Die jüngste Vergangenheit einer einzelnen Firma – der Blackstone Group – ist ein anschauliches Beispiel für diese Dynamik.
Blackstone ist eine riesige Investmentgesellschaft, die einige der weltweit größten Kapitalbeteiligungsfonds unter ihrer Kontrolle hat. Gleich nach dem Tod von George Floyd veröffentlichte Blackstone eine Erklärung, in der das Unternehmen seine Sympathie mit der Bewegung für ethnische Gerechtigkeit zum Ausdruck brachte und John Lewis‘ Worte über den „endlosen Kampf“ für Gleichheit zitierte. Die Handlungsweise des Unternehmens im letzten Jahrzehnt erzählt eine ganz andere Geschichte.
In den Jahren vor der Immobilienkrise mit den zahlreichen Zwangsversteigerungen hatten Hypothekengesellschaften vor allem die Bevölkerungsschicht der Schwarzen als Zielgruppe für Subprime-Kredite anvisiert. Als die Immobilienblase platzte, hatte das die größte Zerstörung von Vermögen schwarzer Haushalte in der US-Geschichte zur Folge. Die mit Millionen von leerstehenden Häusern konfrontierte Obama-Regierung wandte sich an amerikanische Konzerne, um eine Lösung zu finden. Im Jahr 2010 legte sie ein Programm auf, das es den Hypothekenbanken Fannie Mae und Freddie Mac erlaubte, die zwangsversteigerten Häuser reihenweise an Investitionsgesellschaften zu verkaufen, die daraus Mietobjekte machten.
Die Kapitalbeteiligungsfonds von Blackstone gehörten zu den großen Nutznießern dieses Programms. Mit Investitionen von über 60 Milliarden US-Dollar in Mietmärkte verwandelte der Konzern Hunderttausende von Einfamilienhäusern in Mieteinheiten.

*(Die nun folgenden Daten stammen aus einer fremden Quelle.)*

//! # Domain Types
//!
//! Value types produced and consumed by the [`Register`](crate::Register).
//!
//! ## Type Overview
//! ```text
//! ┌─────────────────────────────────────────────────────────────────────────┐
//! │                         Domain Types                                    │
//! │                                                                         │
//! │  ┌─────────────────┐   ┌─────────────────┐   ┌─────────────────┐       │
//! │  │ DiscountPercent │   │   Transaction   │   │ DiscountOutcome │       │
//! │  │  ─────────────  │   │  ─────────────  │   │  ─────────────  │       │
//! │  │  u8, 0..=100    │   │  title          │   │  Applied{total} │       │
//! │  │  20 = 20% off   │   │  amount (p × q) │   │  NoDiscount     │       │
//! │  └─────────────────┘   │  quantity       │   └─────────────────┘       │
//! │                        └─────────────────┘                              │
//! │                                                                         │
//! │  ┌─────────────────────────────────────────────────────────────────┐   │
//! │  │ RegisterSnapshot: id, opened_at, discount, total, items, last   │   │
//! │  └─────────────────────────────────────────────────────────────────┘   │
//! └─────────────────────────────────────────────────────────────────────────┘
//! ```

use std::fmt;

use chrono::{DateTime, Utc};
use serde::{Deserialize, Serialize};
use ts_rs::TS;

use crate::error::{ValidationError, ValidationResult};
use crate::money::format_total;
use crate::validation::validate_discount_percent;

// =============================================================================
// Discount Percent
// =============================================================================

/// A whole-number percentage discount, always within `0..=100`.
///
/// Zero means "no discount configured".
#[derive(Debug, Clone, Copy, PartialEq, Eq, PartialOrd, Ord, Hash, Serialize, TS)]
#[ts(export)]
pub struct DiscountPercent(u8);

impl DiscountPercent {
    /// Creates a discount, rejecting anything above 100%.
    ///
    /// ## Example
    /// ```rust
    /// use register_core::DiscountPercent;
    ///
    /// assert_eq!(DiscountPercent::new(20).unwrap().percent(), 20);
    /// assert!(DiscountPercent::new(101).is_err());
    /// ```
    pub fn new(pct: u8) -> ValidationResult<Self> {
        validate_discount_percent(i64::from(pct))?;
        Ok(DiscountPercent(pct))
    }

    /// No discount.
    #[inline]
    pub const fn none() -> Self {
        DiscountPercent(0)
    }

    /// Returns the discount in percent.
    #[inline]
    pub const fn percent(&self) -> u8 {
        self.0
    }

    /// Returns the share of the total the customer still pays, in percent.
    #[inline]
    pub const fn remaining_percent(&self) -> u8 {
        100 - self.0
    }

    /// Checks if there is nothing to discount.
    #[inline]
    pub const fn is_zero(&self) -> bool {
        self.0 == 0
    }
}

impl Default for DiscountPercent {
    fn default() -> Self {
        DiscountPercent::none()
    }
}

impl TryFrom<u8> for DiscountPercent {
    type Error = ValidationError;

    fn try_from(pct: u8) -> ValidationResult<Self> {
        DiscountPercent::new(pct)
    }
}

impl fmt::Display for DiscountPercent {
    fn fmt(&self, f: &mut fmt::Formatter<'_>) -> fmt::Result {
        write!(f, "{}%", self.0)
    }
}

// =============================================================================
// Transaction
// =============================================================================

/// One `add_item` call: what was rung up, how many, and for how much.
///
/// `amount` is always `price × quantity` as computed at the time of the call.
#[derive(Debug, Clone, PartialEq, Serialize, Deserialize, TS)]
#[ts(export)]
#[serde(rename_all = "camelCase")]
pub struct Transaction {
    /// Item title as appended to the ledger.
    pub title: String,
    /// Price × quantity.
    pub amount: f64,
    /// Units rung up. May be zero or negative; nothing is appended then.
    pub quantity: i64,
}

// =============================================================================
// Discount Outcome
// =============================================================================

/// What happened when a discount was requested.
///
/// Replaces printing: the caller decides where the message goes.
///
/// ## Messages
/// ```text
/// Applied { total: 80.0 }    → "After the discount, the total comes to $80."
/// Applied { total: 89.991 }  → "After the discount, the total comes to $89.99."
/// NoDiscount                 → "There is no discount to apply."
/// ```
#[derive(Debug, Clone, Copy, PartialEq, Serialize, TS)]
#[ts(export)]
#[serde(tag = "outcome", rename_all = "snake_case")]
pub enum DiscountOutcome {
    /// The discount was applied; `total` is the new running total.
    Applied { total: f64 },
    /// The register has a 0% discount; the total is unchanged.
    NoDiscount,
}

impl DiscountOutcome {
    /// Returns the user-facing message for this outcome.
    pub fn message(&self) -> String {
        self.to_string()
    }

    /// Checks whether the total was changed.
    pub fn is_applied(&self) -> bool {
        matches!(self, DiscountOutcome::Applied { .. })
    }
}

impl fmt::Display for DiscountOutcome {
    fn fmt(&self, f: &mut fmt::Formatter<'_>) -> fmt::Result {
        match self {
            DiscountOutcome::Applied { total } => write!(
                f,
                "After the discount, the total comes to ${}.",
                format_total(*total)
            ),
            DiscountOutcome::NoDiscount => f.write_str("There is no discount to apply."),
        }
    }
}

// =============================================================================
// Register Snapshot
// =============================================================================

/// A read-only copy of a register's state, for logging and API responses.
#[derive(Debug, Clone, PartialEq, Serialize, TS)]
#[ts(export)]
#[serde(rename_all = "camelCase")]
pub struct RegisterSnapshot {
    /// Register session id (UUID v4).
    pub id: String,
    /// When the register was opened.
    #[ts(as = "String")]
    pub opened_at: DateTime<Utc>,
    pub discount_percent: u8,
    pub total: f64,
    pub items: Vec<String>,
    /// The transaction a void would reverse, if any.
    pub last_transaction: Option<Transaction>,
}

// =============================================================================
// Unit Tests
// =============================================================================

Während Schwarze Familien in Rekordzahlen ihre Häuser verloren, war Blackstone bereit, sich die früheren Eigenheime von Schwarzen Familien, mit denen diese etwas Vermögen aufbauen wollten, unter den Nagel zu reißen und in eine weitere Quelle passiven Einkommens für ihre Anleger zu konvertieren.

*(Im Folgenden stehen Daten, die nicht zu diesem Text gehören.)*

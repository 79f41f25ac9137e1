//! End-to-end register scenarios: ringing up, discounting and voiding in
//! the order a cashier would.

use register_core::{DiscountOutcome, Register};

#[test]
fn test_total_is_sum_of_price_times_quantity() {
    let purchases = [
        ("Apple", 0.5, 4),
        ("Bread", 2.25, 1),
        ("Milk", 1.1, 2),
        ("Gum", 0.0, 3),
        ("Coupon", -1.0, 1),
    ];

    let mut register = Register::default();
    let mut expected = 0.0;
    for (title, price, qty) in purchases {
        register.add_item(title, price, qty);
        expected += price * qty as f64;
    }

    assert!((register.total() - expected).abs() < 1e-9);
}

#[test]
fn test_ledger_length_tracks_quantities_and_voids() {
    let mut register = Register::default();
    register.add_item("A", 1.0, 3);
    register.add_item("B", 1.0, 5);
    assert_eq!(register.item_count(), 8);

    register.void_last_transaction();
    assert_eq!(register.item_count(), 3);

    register.add_item("C", 1.0, 2);
    assert_eq!(register.item_count(), 5);
}

#[test]
fn test_second_void_changes_nothing() {
    let mut register = Register::with_discount(10).unwrap();
    register.add_item("Apple", 1.0, 3);

    register.void_last_transaction();
    let total = register.total();
    let items = register.items().to_vec();

    register.void_last_transaction();
    assert_eq!(register.total(), total);
    assert_eq!(register.items(), items.as_slice());
}

#[test]
fn test_discount_message_formats() {
    let mut whole = Register::with_discount(20).unwrap();
    whole.add_item("Item", 100.0, 1);
    assert_eq!(
        whole.apply_discount().message(),
        "After the discount, the total comes to $80."
    );
    assert_eq!(whole.total(), 80.0);

    let mut fractional = Register::with_discount(10).unwrap();
    fractional.add_item("Item", 99.99, 1);
    assert_eq!(
        fractional.apply_discount().to_string(),
        "After the discount, the total comes to $89.99."
    );
    assert!((fractional.total() - 89.991).abs() < 1e-9);
}

#[test]
fn test_no_discount_leaves_total() {
    let mut register = Register::with_discount(0).unwrap();
    register.add_item("Item", 100.0, 1);

    let outcome = register.apply_discount();
    assert_eq!(outcome, DiscountOutcome::NoDiscount);
    assert_eq!(outcome.message(), "There is no discount to apply.");
    assert_eq!(register.total(), 100.0);
}

#[test]
fn test_apple_banana_void_scenario() {
    let mut register = Register::with_discount(10).unwrap();

    register.add_item("Apple", 1.00, 3);
    assert_eq!(register.total(), 3.00);
    assert_eq!(register.items(), ["Apple", "Apple", "Apple"]);

    register.add_item("Banana", 2.00, 1);
    assert_eq!(register.total(), 5.00);
    assert_eq!(register.items(), ["Apple", "Apple", "Apple", "Banana"]);

    register.void_last_transaction();
    assert_eq!(register.total(), 3.00);
    assert_eq!(register.items(), ["Apple", "Apple", "Apple"]);
}

#[test]
fn test_void_snaps_negative_residue() {
    let mut register = Register::default();
    register.add_item("Adjustment", -1e-12, 1);
    register.add_item("Bag", 0.0, 1);
    assert!(register.total() < 0.0);

    register.void_last_transaction();
    assert_eq!(register.total(), 0.0);
}

#[test]
fn test_void_cancels_float_residue() {
    let mut register = Register::default();
    register.add_item("Gum", 0.1, 1);
    register.add_item("Gum", 0.2, 1);
    register.void_last_transaction();
    register.add_item("Mint", -0.1, 1);

    // 0.1 + 0.2 - 0.2 - 0.1 leaves residue only a snap can clear
    register.add_item("Bag", 0.0, 1);
    register.void_last_transaction();
    assert_eq!(register.total(), 0.0);
}

#[test]
fn test_void_removes_only_latest_duplicate() {
    let mut register = Register::default();
    register.add_item("X", 1.0, 2);
    register.add_item("X", 1.0, 1);
    assert_eq!(register.items(), ["X", "X", "X"]);

    register.void_last_transaction();
    assert_eq!(register.items(), ["X", "X"]);
    assert_eq!(register.total(), 2.0);
}

#[test]
fn test_discount_then_void_subtracts_undiscounted_amount() {
    let mut register = Register::with_discount(50).unwrap();
    register.add_item("Lamp", 10.0, 2);
    register.apply_discount();
    assert_eq!(register.total(), 10.0);

    register.void_last_transaction();
    assert_eq!(register.total(), -10.0);
    assert!(register.items().is_empty());
}

#[test]
fn test_snapshot_serializes_to_camel_case_json() {
    let mut register = Register::with_discount(15).unwrap();
    register.add_item("Apple", 1.5, 2);

    let json = serde_json::to_value(register.snapshot()).unwrap();
    assert_eq!(json["discountPercent"], 15);
    assert_eq!(json["total"], 3.0);
    assert_eq!(json["items"], serde_json::json!(["Apple", "Apple"]));
    assert_eq!(json["lastTransaction"]["title"], "Apple");
    assert_eq!(json["lastTransaction"]["quantity"], 2);
    assert!(json["openedAt"].is_string());
}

Der Eintritt von Beteiligungsfonds in den Immobilienmarkt ist einer der Gründe, warum die Hauseigentumsrate in den USA noch immer nicht annähernd an die Höchstraten vor der Krise herankommt; und bei der Schwarzen Bevölkerung liegt diese Rate bei unter 45 Prozent.
Weil die Zwangsversteigerungskrise die Schwarzen Wohnviertel unverhältnismäßig härter traf, konzentrieren sich die Häuser, die jetzt von den Kapitalbeteiligungsgesellschaften vermietet werden, in genau diesen Gegenden.